Today, I spent a few hours raking leaves and dragging them to the curb so the city can ignore them and the leaves can blow down the street into someone else’s yard.  Even with several hours spent on raking leaves, there are so many on the ground and still so many more to yet to fall, you can’t even really tell I did anything at all out there.

The big project was to get the leaves off the back porch.  Every time I opened the back door this week to let the dogs in and out, giant piles of leaves would blow into the house.  I took that as a sign that I needed to do something and hauled 5 trash cans full of leaves off the back porch today.
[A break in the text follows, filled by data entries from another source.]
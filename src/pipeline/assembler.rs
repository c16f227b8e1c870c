//! Fixed-size block assembly for device callbacks.

use std::time::Duration;

use crate::{SampleBlock, StreamConfig};

/// Cuts an arbitrary-sized stream of interleaved samples into fixed-size blocks.
///
/// Device callbacks deliver whatever buffer size the backend chose; the render
/// side expects exactly `block_len` frames per block. The assembler carries the
/// remainder between callbacks and stamps each completed block with the next
/// sequence number (starting at 1) and its stream timestamp.
pub struct BlockAssembler {
    current: Vec<f32>,
    block_samples: usize,
    block_len: usize,
    sample_rate: u32,
    channels: u16,
    next_sequence: u64,
    frames_emitted: u64,
}

impl BlockAssembler {
    /// Creates an assembler for blocks shaped by `config`.
    pub fn new(config: &StreamConfig) -> Self {
        let block_samples = config.samples_per_block();
        Self {
            current: Vec::with_capacity(block_samples),
            block_samples,
            block_len: config.block_len,
            sample_rate: config.sample_rate,
            channels: config.channels,
            next_sequence: 1,
            frames_emitted: 0,
        }
    }

    /// Appends interleaved samples, calling `emit` for every block they complete.
    ///
    /// Stops at the first error from `emit`; any samples after it are discarded.
    ///
    /// # Errors
    ///
    /// Returns the first error produced by `emit`.
    pub fn push<E>(
        &mut self,
        mut data: &[f32],
        mut emit: impl FnMut(SampleBlock) -> Result<(), E>,
    ) -> Result<(), E> {
        while !data.is_empty() {
            let room = self.block_samples - self.current.len();
            let take = room.min(data.len());
            self.current.extend_from_slice(&data[..take]);
            data = &data[take..];

            if self.current.len() == self.block_samples {
                let samples =
                    std::mem::replace(&mut self.current, Vec::with_capacity(self.block_samples));
                emit(self.stamp(samples))?;
            }
        }
        Ok(())
    }

    /// Wraps an already complete buffer as the next block in the stream.
    ///
    /// Used by blocking readers that fill whole blocks themselves.
    pub fn stamp(&mut self, samples: Vec<f32>) -> SampleBlock {
        let timestamp =
            Duration::from_secs_f64(self.frames_emitted as f64 / f64::from(self.sample_rate));
        let sequence = self.next_sequence;
        self.next_sequence += 1;
        self.frames_emitted += self.block_len as u64;

        SampleBlock::new(
            sequence,
            samples,
            timestamp,
            self.sample_rate,
            self.channels,
        )
    }

    /// Samples waiting for the current block to fill.
    pub fn pending(&self) -> usize {
        self.current.len()
    }

    /// Sequence number the next completed block will carry.
    pub fn next_sequence(&self) -> u64 {
        self.next_sequence
    }
}

#[cfg(test)]
mod tests {
    use super::*;

    fn config(block_len: usize, channels: u16) -> StreamConfig {
        StreamConfig {
            sample_rate: 16000,
            channels,
            block_len,
            ..Default::default()
        }
    }

    fn collect(assembler: &mut BlockAssembler, data: &[f32]) -> Vec<SampleBlock> {
        let mut blocks = Vec::new();
        assembler
            .push(data, |block| {
                blocks.push(block);
                Ok::<(), ()>(())
            })
            .unwrap();
        blocks
    }

    #[test]
    fn test_assembles_full_blocks() {
        let mut assembler = BlockAssembler::new(&config(1600, 1));

        // 250ms at 16kHz = 2.5 blocks
        let data: Vec<f32> = (0..4000).map(|i| i as f32).collect();
        let blocks = collect(&mut assembler, &data);

        assert_eq!(blocks.len(), 2);
        assert_eq!(blocks[0].len(), 1600);
        assert_eq!(blocks[1].samples()[0], 1600.0);
        assert_eq!(assembler.pending(), 800);
    }

    #[test]
    fn test_carries_remainder_across_callbacks() {
        let mut assembler = BlockAssembler::new(&config(100, 1));

        assert!(collect(&mut assembler, &[0.0; 60]).is_empty());
        let blocks = collect(&mut assembler, &[1.0; 60]);

        assert_eq!(blocks.len(), 1);
        assert_eq!(blocks[0].samples()[59], 0.0);
        assert_eq!(blocks[0].samples()[60], 1.0);
        assert_eq!(assembler.pending(), 20);
    }

    #[test]
    fn test_sequence_and_timestamp() {
        let mut assembler = BlockAssembler::new(&config(1600, 1));
        let blocks = collect(&mut assembler, &[0.0; 3200]);

        assert_eq!(blocks[0].sequence(), 1);
        assert_eq!(blocks[1].sequence(), 2);
        assert_eq!(blocks[0].timestamp(), Duration::from_millis(0));
        assert_eq!(blocks[1].timestamp(), Duration::from_millis(100));
        assert_eq!(assembler.next_sequence(), 3);
    }

    #[test]
    fn test_stereo_block_size() {
        let mut assembler = BlockAssembler::new(&config(4, 2));
        let blocks = collect(&mut assembler, &[0.5; 8]);

        assert_eq!(blocks.len(), 1);
        assert_eq!(blocks[0].frame_count(), 4);
        assert_eq!(blocks[0].channels(), 2);
    }

    #[test]
    fn test_stops_on_emit_error() {
        let mut assembler = BlockAssembler::new(&config(10, 1));
        let mut emitted = 0;
        let result = assembler.push(&[0.0; 50], |_| {
            emitted += 1;
            Err("closed")
        });

        assert_eq!(result, Err("closed"));
        assert_eq!(emitted, 1);
    }

    #[test]
    fn test_stamp_continues_sequence() {
        let mut assembler = BlockAssembler::new(&config(10, 1));
        collect(&mut assembler, &[0.0; 10]);

        let block = assembler.stamp(vec![0.0; 10]);
        assert_eq!(block.sequence(), 2);
        assert_eq!(block.timestamp(), Duration::from_secs_f64(10.0 / 16000.0));
    }
}
//! Configuration types for capture streams.

use std::fmt;
use std::time::Duration;

use crate::StreamError;

/// Specifies which audio input device to capture from.
#[derive(Debug, Clone, PartialEq, Eq, Default)]
pub enum DeviceSelection {
    /// Use the system's default input device.
    #[default]
    Default,
    /// Use the device at this position in [`DeviceSource::list_devices()`].
    ///
    /// [`DeviceSource::list_devices()`]: crate::DeviceSource::list_devices
    Index(usize),
    /// Use a specific device by name.
    Name(String),
}

impl fmt::Display for DeviceSelection {
    fn fmt(&self, f: &mut fmt::Formatter<'_>) -> fmt::Result {
        match self {
            Self::Default => write!(f, "default input"),
            Self::Index(index) => write!(f, "device #{index}"),
            Self::Name(name) => write!(f, "{name}"),
        }
    }
}

/// What the block channel does when the renderer falls behind.
///
/// Neither policy ever blocks the capture path.
#[derive(Debug, Clone, Copy, PartialEq, Eq, Default)]
pub enum OverflowPolicy {
    /// Keep only the newest unconsumed block; older ones are discarded.
    ///
    /// Right for live displays that only ever show the current frame.
    #[default]
    LatestWins,

    /// Keep up to `capacity` unconsumed blocks, dropping the oldest on overflow.
    ///
    /// Tolerates brief render stalls when every block matters for analysis.
    BoundedQueue {
        /// Maximum number of queued blocks (at least 1).
        capacity: usize,
    },
}

impl OverflowPolicy {
    /// Creates a bounded-queue policy with the given capacity.
    #[must_use]
    pub fn bounded(capacity: usize) -> Self {
        Self::BoundedQueue { capacity }
    }

    /// Returns how many blocks the channel can hold at once.
    #[must_use]
    pub fn capacity(&self) -> usize {
        match self {
            Self::LatestWins => 1,
            Self::BoundedQueue { capacity } => *capacity,
        }
    }
}

/// Configuration for a capture stream.
///
/// Fixed for the lifetime of one stream: every [`SampleBlock`](crate::SampleBlock)
/// carries exactly `block_len` frames of `channels` interleaved samples.
///
/// # Example
///
/// ```
/// use scope_stream::{DeviceSelection, StreamConfig};
///
/// let config = StreamConfig {
///     device: DeviceSelection::Index(0),
///     ..Default::default()
/// };
/// assert_eq!(config.samples_per_block(), 1024);
/// ```
#[derive(Debug, Clone, PartialEq, Eq)]
pub struct StreamConfig {
    /// Sample rate in Hz.
    ///
    /// Default: 44100
    pub sample_rate: u32,

    /// Number of interleaved channels per frame.
    ///
    /// Default: 1
    pub channels: u16,

    /// Frames per block (samples per channel).
    ///
    /// Default: 1024 (~23ms at 44.1kHz)
    pub block_len: usize,

    /// Input device to open.
    pub device: DeviceSelection,
}

impl Default for StreamConfig {
    fn default() -> Self {
        Self {
            sample_rate: 44100,
            channels: 1,
            block_len: 1024,
            device: DeviceSelection::Default,
        }
    }
}

impl StreamConfig {
    /// Checks that every field is positive.
    ///
    /// # Errors
    ///
    /// Returns `InvalidConfig` naming the first offending field.
    pub fn validate(&self) -> Result<(), StreamError> {
        if self.sample_rate == 0 {
            return Err(StreamError::invalid_config("sample rate must be positive"));
        }
        if self.channels == 0 {
            return Err(StreamError::invalid_config("channel count must be positive"));
        }
        if self.block_len == 0 {
            return Err(StreamError::invalid_config("block length must be positive"));
        }
        Ok(())
    }

    /// Total interleaved samples in one block.
    #[must_use]
    pub fn samples_per_block(&self) -> usize {
        self.block_len * self.channels as usize
    }

    /// Wall-clock duration covered by one block.
    #[must_use]
    pub fn block_duration(&self) -> Duration {
        if self.sample_rate == 0 {
            return Duration::ZERO;
        }
        Duration::from_secs_f64(self.block_len as f64 / f64::from(self.sample_rate))
    }
}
I worked some on the mountain of leaves in the back yard with the help of our youngest dog, who is also our largest dog.  He is a beagle-dinosaur mix, huge and still growing.  He helped me out a lot by carrying the rake away every time I would put it down to carry leaves to the curb.  While I was raking, he would throw himself on top of the rake and chew at the handle.  He also assisted by gnawing a couple tines off the rake while I was bagging up random bits of trash from around the back yard, and when I was done bagging trash, he helped me out by tearing the bag of trash to shreds and scattering it everywhere.  He wanted to make the work more exciting, I guess; no sense in being bored out there!
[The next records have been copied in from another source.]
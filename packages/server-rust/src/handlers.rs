//! Axum handlers for the discovery and delivery routes.
//!
//! `GET /dapr/subscribe` serializes the registry; `POST
//! /message/{source_name}/{topic}` resolves the subscription, decodes the
//! delivery, dispatches to the application callback, and encodes its
//! three-way outcome into the response shape the sidecar expects.

use std::collections::HashMap;
use std::sync::Arc;

use axum::extract::{Path, State};
use axum::http::{header, HeaderMap, StatusCode};
use axum::response::{IntoResponse, Response};
use axum::Json;
use bytes::Bytes;
use serde::Serialize;
use tracing::{debug, warn};

use daprsvc_core::{decode_message, DecodeError, MessageResult};

use crate::registry::{SubscriptionDescriptor, SubscriptionRegistry};

/// Shared state behind the event routes.
#[derive(Clone)]
pub(crate) struct AppState {
    pub(crate) registry: Arc<SubscriptionRegistry>,
}

/// `GET /dapr/subscribe` — advertises all subscriptions to the sidecar.
///
/// An empty registry yields `[]`, not an error.
pub(crate) async fn list_subscriptions(
    State(state): State<AppState>,
) -> Json<Vec<SubscriptionDescriptor>> {
    Json(state.registry.descriptors())
}

/// `POST /message/{source_name}/{topic}` — decodes and dispatches one
/// delivery. Unknown source or topic answers 404 before any body parsing.
pub(crate) async fn deliver_message(
    State(state): State<AppState>,
    Path((source_name, topic)): Path<(String, String)>,
    headers: HeaderMap,
    body: Bytes,
) -> Response {
    let Some(subscription) = state.registry.resolve(&source_name, &topic) else {
        return StatusCode::NOT_FOUND.into_response();
    };

    let metadata = metadata_from_headers(&headers);
    let content_type = headers
        .get(header::CONTENT_TYPE)
        .and_then(|value| value.to_str().ok());

    let message = match decode_message(
        subscription.source_name(),
        subscription.topic(),
        subscription.options(),
        content_type,
        body,
        metadata,
    ) {
        Ok(message) => message,
        Err(error) => return decode_failure(&source_name, &topic, &error),
    };

    let result = subscription.handler().handle(message).await;
    debug!(source = %source_name, topic = %topic, result = ?result, "dispatched message");
    encode_result(&result)
}

/// Extracts `metadata.*` request headers into a metadata map.
///
/// Header names arrive lowercased from the HTTP layer; the `metadata.`
/// prefix is stripped and the first value per header wins.
pub(crate) fn metadata_from_headers(headers: &HeaderMap) -> HashMap<String, String> {
    headers
        .keys()
        .filter_map(|name| {
            let key = name.as_str().strip_prefix("metadata.")?;
            let value = headers.get(name)?.to_str().ok()?;
            Some((key.to_owned(), value.to_owned()))
        })
        .collect()
}

#[derive(Serialize)]
struct StatusBody<'a> {
    status: &'a str,
    #[serde(skip_serializing_if = "Option::is_none")]
    error: Option<&'a str>,
}

/// Maps a handler outcome to the response the sidecar expects: 200
/// SUCCESS, 500 RETRY, 400 DROP, with the optional error text attached.
fn encode_result(result: &MessageResult) -> Response {
    let (status, body) = match result {
        MessageResult::Success => (
            StatusCode::OK,
            StatusBody {
                status: "SUCCESS",
                error: None,
            },
        ),
        MessageResult::Retry { error } => (
            StatusCode::INTERNAL_SERVER_ERROR,
            StatusBody {
                status: "RETRY",
                error: error.as_deref(),
            },
        ),
        MessageResult::Drop { error } => (
            StatusCode::BAD_REQUEST,
            StatusBody {
                status: "DROP",
                error: error.as_deref(),
            },
        ),
    };
    (status, Json(body)).into_response()
}

/// Answers a decode failure with a plaintext diagnostic and logs it; the
/// application callback never sees the delivery.
fn decode_failure(source_name: &str, topic: &str, error: &DecodeError) -> Response {
    warn!(source = %source_name, topic = %topic, %error, "failed to decode event message");
    let diagnostic = format!(
        "Failed to decode event message for source '{source_name}' on topic '{topic}': {error}"
    );
    (StatusCode::BAD_REQUEST, diagnostic).into_response()
}

#[cfg(test)]
mod tests {
    use axum::http::HeaderValue;
    use http_body_util::BodyExt as _;
    use serde_json::{json, Value};

    use super::*;

    async fn body_json(response: Response) -> Value {
        let bytes = response.into_body().collect().await.unwrap().to_bytes();
        serde_json::from_slice(&bytes).unwrap()
    }

    #[test]
    fn metadata_extraction_strips_prefix_and_keeps_first_value() {
        let mut headers = HeaderMap::new();
        headers.insert("metadata.ttlinseconds", HeaderValue::from_static("30"));
        headers.append("metadata.ttlinseconds", HeaderValue::from_static("60"));
        headers.insert("metadata.priority", HeaderValue::from_static("high"));
        headers.insert("content-type", HeaderValue::from_static("application/json"));

        let metadata = metadata_from_headers(&headers);
        assert_eq!(metadata.len(), 2);
        assert_eq!(metadata.get("ttlinseconds").map(String::as_str), Some("30"));
        assert_eq!(metadata.get("priority").map(String::as_str), Some("high"));
    }

    #[test]
    fn metadata_extraction_is_case_insensitive_on_the_prefix() {
        // Header names are normalized to lowercase by the header map, so a
        // client sending `Metadata.Key` still matches.
        let mut headers = HeaderMap::new();
        headers.insert(
            axum::http::HeaderName::from_bytes(b"Metadata.Key").unwrap(),
            HeaderValue::from_static("value"),
        );
        let metadata = metadata_from_headers(&headers);
        assert_eq!(metadata.get("key").map(String::as_str), Some("value"));
    }

    #[tokio::test]
    async fn success_encodes_200_with_json_status() {
        let response = encode_result(&MessageResult::Success);
        assert_eq!(response.status(), StatusCode::OK);
        assert_eq!(
            response.headers().get(header::CONTENT_TYPE).unwrap(),
            "application/json"
        );
        assert_eq!(body_json(response).await, json!({"status": "SUCCESS"}));
    }

    #[tokio::test]
    async fn retry_encodes_500_with_optional_error() {
        let response = encode_result(&MessageResult::Retry {
            error: Some("Something went wrong.".to_owned()),
        });
        assert_eq!(response.status(), StatusCode::INTERNAL_SERVER_ERROR);
        assert_eq!(
            body_json(response).await,
            json!({"status": "RETRY", "error": "Something went wrong."})
        );

        let response = encode_result(&MessageResult::Retry { error: None });
        assert_eq!(body_json(response).await, json!({"status": "RETRY"}));
    }

    #[tokio::test]
    async fn drop_encodes_400_with_optional_error() {
        let response = encode_result(&MessageResult::Drop {
            error: Some("Client error.".to_owned()),
        });
        assert_eq!(response.status(), StatusCode::BAD_REQUEST);
        assert_eq!(
            body_json(response).await,
            json!({"status": "DROP", "error": "Client error."})
        );

        let response = encode_result(&MessageResult::Drop { error: None });
        assert_eq!(body_json(response).await, json!({"status": "DROP"}));
    }

    #[tokio::test]
    async fn decode_failure_answers_plaintext_400() {
        let error = DecodeError::DataContentType;
        let response = decode_failure("servicebus", "order", &error);
        assert_eq!(response.status(), StatusCode::BAD_REQUEST);
        let content_type = response
            .headers()
            .get(header::CONTENT_TYPE)
            .unwrap()
            .to_str()
            .unwrap()
            .to_owned();
        assert!(content_type.starts_with("text/plain"));
        let bytes = response.into_body().collect().await.unwrap().to_bytes();
        let text = String::from_utf8(bytes.to_vec()).unwrap();
        assert!(text.contains("servicebus"));
        assert!(text.contains("order"));
        assert!(text.contains("does not match declared content type"));
    }
}
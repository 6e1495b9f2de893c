//! Daprsvc core — message model, handler results, and cloud-event envelope
//! decoding for the sidecar-to-application pub/sub contract.

pub mod envelope;
pub mod message;
pub mod result;

pub use envelope::{decode_message, DecodeError, ENVELOPE_CONTENT_TYPE, SPEC_VERSION};
pub use message::{
    is_json_content_type, Message, MessageFields, PayloadError, SubscriptionOptions, TraceContext,
};
pub use result::MessageResult;

#[cfg(test)]
mod tests {
    #[test]
    fn crate_loads() {
        // Empty body: if this test runs, the crate compiles and loads.
    }
}
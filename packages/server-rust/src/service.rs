//! Service object assembling the inbound HTTP contract.
//!
//! [`DaprService`] is constructed once during application startup, has
//! subscriptions and the invocation handler registered through `&mut`
//! methods, and is then consumed by [`DaprService::into_router`]. Because
//! the router takes ownership, registry mutation concurrent with serving
//! is unrepresentable — the read-only-while-serving precondition is
//! enforced by construction rather than by locking.

use std::sync::Arc;

use axum::middleware;
use axum::routing::{get, post};
use axum::Router;

use crate::handlers::{deliver_message, list_subscriptions, AppState};
use crate::invocation::{intercept, InvocationHandler};
use crate::registry::{Source, SubscriptionRegistry};

/// Collects subscriptions and the invocation handler, then turns into the
/// router the embedding application mounts and serves.
pub struct DaprService {
    registry: SubscriptionRegistry,
    invocation: Option<Router>,
}

impl DaprService {
    /// Creates a service with no subscriptions and no invocation handler.
    #[must_use]
    pub fn new() -> Self {
        Self {
            registry: SubscriptionRegistry::new(),
            invocation: None,
        }
    }

    /// Creates (or replaces) a pub/sub source to register subscriptions
    /// on. Replacing a source orphans its prior subscriptions.
    pub fn create_source(&mut self, name: impl Into<String>) -> &mut Source {
        self.registry.create_source(name)
    }

    /// Registers the handler answering service-invocation requests.
    ///
    /// Responses are forwarded byte-for-byte; the interceptor only adds
    /// the invocation marker header.
    pub fn set_invocation_handler(&mut self, handler: Router) {
        self.invocation = Some(handler);
    }

    /// Assembles the axum router serving the full contract:
    ///
    /// - `GET /dapr/subscribe` — discovery listing
    /// - `POST /message/{source_name}/{topic}` — event delivery
    /// - invocation interception wrapping everything, unknown paths
    ///   included
    #[must_use]
    pub fn into_router(self) -> Router {
        let state = AppState {
            registry: Arc::new(self.registry),
        };

        Router::new()
            .route("/dapr/subscribe", get(list_subscriptions))
            .route("/message/{source_name}/{topic}", post(deliver_message))
            .with_state(state)
            .layer(middleware::from_fn_with_state(
                InvocationHandler(self.invocation),
                intercept,
            ))
    }
}

impl Default for DaprService {
    fn default() -> Self {
        Self::new()
    }
}

// ---------------------------------------------------------------------------
// Tests
// ---------------------------------------------------------------------------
After I’d had enough of the magic of leaf removal for one day, I thought I’d drag myself back in the house and watch cartoons.  Given that I’d been in the areas of the yard frequented by our three dogs, it was important to inspect the bottoms of my shoes for anything fun that I shouldn’t track into the house.  Inspection of the right foot was cool, but you know what?  Thanks to the glory of my recently sprained ankle, I couldn’t tilt my left foot up to look at the bottom of my shoe!  Too weak, won’t go that way at all.  To think all this time I’ve taken for granted the ability to inspect my shoes for poop…ah, when I get that ability back, I’ll be ever so grateful.  No worries, though; Minime was thrilled (and by thrilled, I mean horrified) to be asked to inspect my left shoe.

I’m sure there’s more fun to be had as the leaves continue to fall…but if I had any money to spare, I’d pay someone else to have all the fun of removing those leaves.  That’s some fun I’m willing to pass up.

Shame on me!

Not 24 hours later, I ended up arguing with Mr. Kat 2.0 again and I blame myself 100%.  First, I shouldn’t have answered the phone at all when I saw the number on caller ID; I was at work, I was tired and frankly, I was still irritated at him from yesterday, so I shouldn’t have taken the call.  Second, I can’t believe I fell right into yet another dispute when I know better than to even engage in it in the first place.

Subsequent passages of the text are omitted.